## Assignment
Find and copy every line in the records that includes the string "JobRepository".

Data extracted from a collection
:::::
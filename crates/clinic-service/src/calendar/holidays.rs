//! Holiday lookups for booking and the public calendar endpoints.

use std::sync::Arc;

use chrono::NaiveDate;
use serde::Serialize;

use clinic_core::error::AppError;
use clinic_database::repositories::HolidayRepository;
use clinic_entity::holiday::AcademicHoliday;

/// Whether booking is closed on a date, and why.
#[derive(Debug, Clone, Serialize)]
pub struct HolidayCheck {
    pub date: NaiveDate,
    pub blocked: bool,
    /// Blocking entries covering the date.
    pub holidays: Vec<AcademicHoliday>,
}

/// Read access to stored calendar entries.
#[derive(Debug, Clone)]
pub struct HolidayService {
    holiday_repo: Arc<HolidayRepository>,
}

impl HolidayService {
    pub fn new(holiday_repo: Arc<HolidayRepository>) -> Self {
        Self { holiday_repo }
    }

    /// Entries of one academic year (`2025-2026`), or all of them.
    pub async fn list(&self, academic_year: Option<&str>) -> Result<Vec<AcademicHoliday>, AppError> {
        if let Some(label) = academic_year {
            validate_academic_year(label)?;
        }
        self.holiday_repo.find_all(academic_year).await
    }

    /// Check whether `date` is closed for booking.
    pub async fn check(&self, date: NaiveDate) -> Result<HolidayCheck, AppError> {
        let holidays = self.holiday_repo.find_blocking_on(date).await?;
        Ok(HolidayCheck {
            date,
            blocked: !holidays.is_empty(),
            holidays,
        })
    }
}

/// Accept only `YYYY-YYYY` labels with consecutive years.
fn validate_academic_year(label: &str) -> Result<(), AppError> {
    let valid = label
        .split_once('-')
        .and_then(|(a, b)| Some((a.parse::<i32>().ok()?, b.parse::<i32>().ok()?)))
        .is_some_and(|(a, b)| a.to_string().len() == 4 && b == a + 1);
    if valid {
        Ok(())
    } else {
        Err(AppError::invalid_field(
            "academic_year",
            format!("Expected an academic year like 2025-2026, got '{label}'"),
        ))
    }
}
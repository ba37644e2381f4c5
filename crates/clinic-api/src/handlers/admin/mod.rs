//! Administrator endpoints.

pub mod calendar;
pub mod settings;
pub mod users;
//! Event publishing trait implemented by the realtime bus.

use async_trait::async_trait;

use crate::events::DomainEvent;

/// Sink for domain events.
///
/// Publishing is fire-and-forget: a subscriber that is gone or lagging
/// never fails the operation that produced the event.
#[async_trait]
pub trait EventPublisher: Send + Sync + std::fmt::Debug + 'static {
    /// Publish an event to every interested subscriber.
    async fn publish(&self, event: DomainEvent);
}

/// Publisher that drops every event. Used by the CLI, which has no
/// realtime subscribers.
#[derive(Debug, Clone, Copy, Default)]
pub struct NoopPublisher;

#[async_trait]
impl EventPublisher for NoopPublisher {
    async fn publish(&self, _event: DomainEvent) {}
}
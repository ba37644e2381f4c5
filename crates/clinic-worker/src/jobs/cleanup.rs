//! Pruning of old notifications and finished jobs.

use std::sync::Arc;

use async_trait::async_trait;
use chrono::{Duration, Utc};
use serde_json::{Value, json};
use tracing::info;

use clinic_database::repositories::{JobRepository, NotificationRepository};
use clinic_entity::job::Job;

use crate::executor::{JobExecutionError, JobHandler};

/// Handles `notification_cleanup` jobs.
#[derive(Debug)]
pub struct NotificationCleanupHandler {
    notification_repo: Arc<NotificationRepository>,
    job_repo: Arc<JobRepository>,
    /// Max age in days before cleanup
    retention_days: i64,
}

impl NotificationCleanupHandler {
    pub fn new(
        notification_repo: Arc<NotificationRepository>,
        job_repo: Arc<JobRepository>,
        retention_days: i64,
    ) -> Self {
        Self {
            notification_repo,
            job_repo,
            retention_days: retention_days.max(1),
        }
    }
}

#[async_trait]
impl JobHandler for NotificationCleanupHandler {
    fn job_type(&self) -> &str {
        "notification_cleanup"
    }

    async fn execute(&self, _job: &Job) -> Result<Option<Value>, JobExecutionError> {
        let cutoff = Utc::now() - Duration::days(self.retention_days);

        let notifications = self
            .notification_repo
            .delete_older_than(cutoff)
            .await
            .map_err(|e| JobExecutionError::Transient(format!("Notification cleanup failed: {e}")))?;
        let jobs = self
            .job_repo
            .cleanup_old(cutoff)
            .await
            .map_err(|e| JobExecutionError::Transient(format!("Job cleanup failed: {e}")))?;

        info!(
            notifications_removed = notifications,
            jobs_removed = jobs,
            retention_days = self.retention_days,
            "Notification cleanup finished"
        );

        Ok(Some(json!({
            "notifications_removed": notifications,
            "jobs_removed": jobs,
            "retention_days": self.retention_days,
        })))
    }
}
:::::
## Answer
use clinic_database::repositories::{JobRepository, NotificationRepository};
    job_repo: Arc<JobRepository>,
        job_repo: Arc<JobRepository>,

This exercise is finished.